This study aimed to identify milling characteristics depending on the rotating speed of the main shaft of the cutting-type rice milling machine which can minimize the conventional milling process. Brown rice, which was produced in Gunsan-si, Jeollabuk-do, Republic of Korea, in 2016, was used as the experimental material. The milling characteristics of white rice were measured under four different rotating speeds of main shaft: 950 - 1,050 rpm, 1,000 - 1,100 rpm, 1,050 - 1,150 rpm, and 1,100 - 1,160 rpm. For each shaft speed, 300 kg of brown rice was processed, and the milling characteristics were measured according to the whiteness, grain temperature, cracked rice ratio, broken rice ratio, turbidity, and energy consumption.
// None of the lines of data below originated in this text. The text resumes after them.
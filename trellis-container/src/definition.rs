//! Bean definitions.
//!
//! A [`BeanDefinition`] is a recipe: which [`BeanKind`] builds the object,
//! which constructor arguments and property values to inject, and how the
//! result is scoped. Every field is optional so that a child definition can
//! leave anything unset and inherit it from its parent; see
//! [`crate::merge`].

use std::collections::BTreeMap;
use std::fmt;
use std::sync::Arc;

use crate::bean::{Bean, BeanRef, Injected, Literal, RawBean};
use crate::class::{BeanClass, Dependency};
use crate::error::{ContainerError, Result};
use crate::key::TypeKey;
use crate::scope::Scope;

/// Resolves collaborators from inside an instance supplier.
pub trait Resolver {
    /// Looks up a bean by name.
    fn bean(&self, name: &str) -> Result<BeanRef>;

    /// Resolves an injection point by qualifier, type and name.
    fn dependency(&self, dependency: &Dependency) -> Result<Injected>;
}

impl dyn Resolver + '_ {
    /// Resolves the unique bean of type `T`.
    pub fn get<T: Send + Sync + 'static>(&self) -> Result<Bean<T>> {
        self.dependency(&Dependency::on::<T>())?.into_bean()
    }

    /// Looks up the bean `name` as a `T`.
    pub fn get_named<T: Send + Sync + 'static>(&self, name: &str) -> Result<Bean<T>> {
        Ok(self.bean(name)?.typed())
    }
}

pub(crate) type SupplyFn = Arc<dyn Fn(&dyn Resolver) -> Result<RawBean> + Send + Sync>;

/// A closure that produces the bean.
#[derive(Clone)]
pub struct InstanceSupplier {
    key: TypeKey,
    supply: SupplyFn,
}

impl InstanceSupplier {
    pub fn new<T: Send + Sync + 'static>(
        supply: impl Fn(&dyn Resolver) -> Result<T> + Send + Sync + 'static,
    ) -> Self {
        Self {
            key: TypeKey::of::<T>(),
            supply: Arc::new(move |resolver: &dyn Resolver| {
                Ok(Box::new(supply(resolver)?) as RawBean)
            }),
        }
    }

    /// Type of the objects this supplier produces.
    pub fn produces(&self) -> TypeKey {
        self.key
    }

    pub(crate) fn supply(&self, resolver: &dyn Resolver) -> Result<RawBean> {
        (self.supply)(resolver)
    }
}

/// How a bean is brought into existence.
#[derive(Clone)]
pub enum BeanKind {
    /// Through one of the class's constructors.
    Class(Arc<BeanClass>),
    /// Through a static factory method declared on `class`.
    StaticFactory { class: Arc<BeanClass>, method: String },
    /// Through an instance factory method called on another bean.
    FactoryBean { factory_bean: String, method: String },
    /// Through a closure.
    Supplier(InstanceSupplier),
}

impl BeanKind {
    /// The class whose properties and callbacks apply to the bean, if any.
    pub fn bean_class(&self) -> Option<&Arc<BeanClass>> {
        match self {
            BeanKind::Class(class) => Some(class),
            _ => None,
        }
    }
}

impl PartialEq for BeanKind {
    fn eq(&self, other: &Self) -> bool {
        match (self, other) {
            (BeanKind::Class(a), BeanKind::Class(b)) => Arc::ptr_eq(a, b),
            (
                BeanKind::StaticFactory { class: a, method: m },
                BeanKind::StaticFactory { class: b, method: n },
            ) => Arc::ptr_eq(a, b) && m == n,
            (
                BeanKind::FactoryBean { factory_bean: a, method: m },
                BeanKind::FactoryBean { factory_bean: b, method: n },
            ) => a == b && m == n,
            (BeanKind::Supplier(a), BeanKind::Supplier(b)) => Arc::ptr_eq(&a.supply, &b.supply),
            _ => false,
        }
    }
}

impl fmt::Debug for BeanKind {
    fn fmt(&self, f: &mut fmt::Formatter<'_>) -> fmt::Result {
        match self {
            BeanKind::Class(class) => write!(f, "Class({})", class.key()),
            BeanKind::StaticFactory { class, method } => {
                write!(f, "StaticFactory({}::{method})", class.key())
            }
            BeanKind::FactoryBean { factory_bean, method } => {
                write!(f, "FactoryBean({factory_bean}.{method})")
            }
            BeanKind::Supplier(s) => write!(f, "Supplier({})", s.key),
        }
    }
}

/// One constructor argument or property value in a definition.
#[derive(Clone, Debug, PartialEq)]
pub enum ValueSpec {
    /// A literal value, injected as is.
    Literal(Literal),
    /// A reference to another bean by name.
    Ref(String),
    /// Resolved by type from the registry.
    Autowire,
}

impl ValueSpec {
    pub fn value<T: Send + Sync + 'static>(value: T) -> Self {
        ValueSpec::Literal(Literal::new(value))
    }

    pub fn reference(name: impl Into<String>) -> Self {
        ValueSpec::Ref(name.into())
    }
}

/// What part an application plays for a bean.
#[derive(Clone, Copy, Debug, PartialEq, Eq, Default)]
pub enum Role {
    /// A major part of the application, typically user-defined.
    #[default]
    Application,
    /// Supporting part of a larger configuration.
    Support,
    /// Entirely internal background infrastructure.
    Infrastructure,
}

/// A recipe for constructing one bean.
///
/// # Examples
/// ```
/// use trellis_container::class::BeanClass;
/// use trellis_container::definition::{BeanDefinition, ValueSpec};
/// use trellis_container::scope::Scope;
///
/// #[derive(Default)]
/// struct Mailer;
///
/// let class = BeanClass::builder::<Mailer>().with_default().build();
/// let definition = BeanDefinition::of_class(class)
///     .with_scope(Scope::Prototype)
///     .with_lazy_init(true);
///
/// assert_eq!(definition.scope(), Some(&Scope::Prototype));
/// assert!(definition.validate("mailer").is_ok());
/// ```
#[derive(Clone, Debug, Default, PartialEq)]
pub struct BeanDefinition {
    parent: Option<String>,
    kind: Option<BeanKind>,
    constructor: Option<String>,
    constructor_args: BTreeMap<usize, ValueSpec>,
    properties: BTreeMap<String, ValueSpec>,
    scope: Option<Scope>,
    lazy_init: Option<bool>,
    primary: Option<bool>,
    autowire_candidate: Option<bool>,
    depends_on: Vec<String>,
    is_abstract: bool,
    role: Option<Role>,
    description: Option<String>,
    source: Option<String>,
}

impl BeanDefinition {
    /// An empty definition; set a kind or a parent before registering it.
    pub fn new() -> Self {
        Self::default()
    }

    /// A bean built through one of `class`'s constructors.
    pub fn of_class(class: Arc<BeanClass>) -> Self {
        Self::new().with_kind(BeanKind::Class(class))
    }

    /// A child definition that inherits everything it leaves unset from `parent`.
    pub fn child_of(parent: impl Into<String>) -> Self {
        Self::new().with_parent(parent)
    }

    /// A bean produced by the static factory method `method` of `class`.
    pub fn static_factory(class: Arc<BeanClass>, method: impl Into<String>) -> Self {
        Self::new().with_kind(BeanKind::StaticFactory {
            class,
            method: method.into(),
        })
    }

    /// A bean produced by calling `method` on the bean named `factory_bean`.
    pub fn factory_method(factory_bean: impl Into<String>, method: impl Into<String>) -> Self {
        Self::new().with_kind(BeanKind::FactoryBean {
            factory_bean: factory_bean.into(),
            method: method.into(),
        })
    }

    /// A bean produced by a closure.
    pub fn supplier<T: Send + Sync + 'static>(
        supply: impl Fn(&dyn Resolver) -> Result<T> + Send + Sync + 'static,
    ) -> Self {
        Self::new().with_kind(BeanKind::Supplier(InstanceSupplier::new(supply)))
    }

    // ── Builder ──

    pub fn with_parent(mut self, parent: impl Into<String>) -> Self {
        self.parent = Some(parent.into());
        self
    }

    pub fn with_kind(mut self, kind: BeanKind) -> Self {
        self.kind = Some(kind);
        self
    }

    /// Pins the constructor to use instead of letting the container choose.
    pub fn with_constructor(mut self, name: impl Into<String>) -> Self {
        self.constructor = Some(name.into());
        self
    }

    /// Sets the constructor argument at `index`.
    pub fn with_arg(mut self, index: usize, value: ValueSpec) -> Self {
        self.constructor_args.insert(index, value);
        self
    }

    /// Sets the value for property `name`.
    pub fn with_property(mut self, name: impl Into<String>, value: ValueSpec) -> Self {
        self.properties.insert(name.into(), value);
        self
    }

    pub fn with_scope(mut self, scope: impl Into<Scope>) -> Self {
        self.scope = Some(scope.into());
        self
    }

    pub fn with_lazy_init(mut self, lazy: bool) -> Self {
        self.lazy_init = Some(lazy);
        self
    }

    pub fn with_primary(mut self, primary: bool) -> Self {
        self.primary = Some(primary);
        self
    }

    pub fn with_autowire_candidate(mut self, candidate: bool) -> Self {
        self.autowire_candidate = Some(candidate);
        self
    }

    /// Adds a bean that must be created before this one.
    pub fn with_depends_on(mut self, name: impl Into<String>) -> Self {
        let name = name.into();
        if !self.depends_on.contains(&name) {
            self.depends_on.push(name);
        }
        self
    }

    /// Marks the definition as a template that can only act as a parent.
    pub fn with_abstract(mut self, is_abstract: bool) -> Self {
        self.is_abstract = is_abstract;
        self
    }

    pub fn with_role(mut self, role: Role) -> Self {
        self.role = Some(role);
        self
    }

    pub fn with_description(mut self, description: impl Into<String>) -> Self {
        self.description = Some(description.into());
        self
    }

    /// Records where the definition came from, for diagnostics.
    pub fn with_source(mut self, source: impl Into<String>) -> Self {
        self.source = Some(source.into());
        self
    }

    // ── Accessors ──

    pub fn parent(&self) -> Option<&str> {
        self.parent.as_deref()
    }

    pub fn kind(&self) -> Option<&BeanKind> {
        self.kind.as_ref()
    }

    pub fn constructor(&self) -> Option<&str> {
        self.constructor.as_deref()
    }

    pub fn constructor_args(&self) -> &BTreeMap<usize, ValueSpec> {
        &self.constructor_args
    }

    pub fn properties(&self) -> &BTreeMap<String, ValueSpec> {
        &self.properties
    }

    pub fn scope(&self) -> Option<&Scope> {
        self.scope.as_ref()
    }

    pub fn lazy_init(&self) -> Option<bool> {
        self.lazy_init
    }

    pub fn primary(&self) -> Option<bool> {
        self.primary
    }

    pub fn autowire_candidate(&self) -> Option<bool> {
        self.autowire_candidate
    }

    pub fn depends_on(&self) -> &[String] {
        &self.depends_on
    }

    pub fn is_abstract(&self) -> bool {
        self.is_abstract
    }

    pub fn role(&self) -> Option<Role> {
        self.role
    }

    pub fn description(&self) -> Option<&str> {
        self.description.as_deref()
    }

    pub fn source(&self) -> Option<&str> {
        self.source.as_deref()
    }

    /// Checks the definition on its own, without looking at its parent.
    ///
    /// # Errors
    /// [`ContainerError::InvalidDefinition`] describing the first problem found.
    pub fn validate(&self, name: &str) -> Result<()> {
        if name.trim().is_empty() {
            return Err(ContainerError::invalid(name, "bean name must not be empty"));
        }

        if self.parent.as_deref() == Some(name) {
            return Err(ContainerError::invalid(name, "a definition cannot be its own parent"));
        }

        match &self.kind {
            None if self.parent.is_none() && !self.is_abstract => {
                return Err(ContainerError::invalid(
                    name,
                    "no bean class, factory method or supplier given and no parent to inherit one from",
                ));
            }
            None => {}
            Some(kind) => validate_kind(name, kind, self.constructor.as_deref(), &self.properties)?,
        }

        if self.depends_on.iter().any(|d| d == name) {
            return Err(ContainerError::invalid(name, "a bean cannot depend on itself"));
        }

        Ok(())
    }
}

/// Checks that a kind supports the constructor pin and property values given.
pub(crate) fn validate_kind(
    name: &str,
    kind: &BeanKind,
    constructor: Option<&str>,
    properties: &BTreeMap<String, ValueSpec>,
) -> Result<()> {
    match kind {
        BeanKind::Class(class) => {
            if let Some(ctor) = constructor {
                if class.constructor(ctor).is_none() {
                    return Err(ContainerError::invalid(
                        name,
                        format!("{} declares no constructor named '{ctor}'", class.key().short_name()),
                    ));
                }
            }
            if let Some(unknown) = properties.keys().find(|p| class.property(p).is_none()) {
                return Err(ContainerError::invalid(
                    name,
                    format!("{} has no writable property '{unknown}'", class.key().short_name()),
                ));
            }
        }
        BeanKind::StaticFactory { class, method } => {
            match class.factory_method(method) {
                Some(m) if m.is_static() => {}
                Some(_) => {
                    return Err(ContainerError::invalid(
                        name,
                        format!("factory method '{method}' is not static"),
                    ));
                }
                None => {
                    return Err(ContainerError::invalid(
                        name,
                        format!("{} declares no factory method '{method}'", class.key().short_name()),
                    ));
                }
            }
            no_class_only_settings(name, constructor, properties)?;
        }
        BeanKind::FactoryBean { factory_bean, method } => {
            if factory_bean.is_empty() || method.is_empty() {
                return Err(ContainerError::invalid(
                    name,
                    "factory bean and factory method names must not be empty",
                ));
            }
            no_class_only_settings(name, constructor, properties)?;
        }
        BeanKind::Supplier(_) => no_class_only_settings(name, constructor, properties)?,
    }
    Ok(())
}

fn no_class_only_settings(
    name: &str,
    constructor: Option<&str>,
    properties: &BTreeMap<String, ValueSpec>,
) -> Result<()> {
    if constructor.is_some() {
        return Err(ContainerError::invalid(
            name,
            "a constructor can only be pinned on class-backed beans",
        ));
    }
    if !properties.is_empty() {
        return Err(ContainerError::invalid(
            name,
            "property values require a class-backed bean",
        ));
    }
    Ok(())
}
The whiteness of rice grain was found to be consistent at around $40{\pm}0.5$ only when milled at the shaft speed of 950 - 1,050 or 1,000 - 1,100 rpm. The grain temperature during the milling process increased by 11.35 to $11.85^{\circ}C$, showing little differences amongst shaft speeds. The cracked rice ratio increased by 8.2 to 10.4% at all conditions. The broken rice ratio ranged from 0.58 to 0.76%, reflecting a low level. The turbidity after milling was 54.8 ppm when milled at 1,000 - 1,100 rpm. Energy consumption of 12.98 and 12.18 kWh/ton were recorded at the shaft speed of 1,000 - 1,100 and 1,050 - 1,150 rpm, respectively. The result of this study indicates that the optimal rotating speed of main shaft would be 1,000 - 1,100 rpm for a cutting-type rice milling machine.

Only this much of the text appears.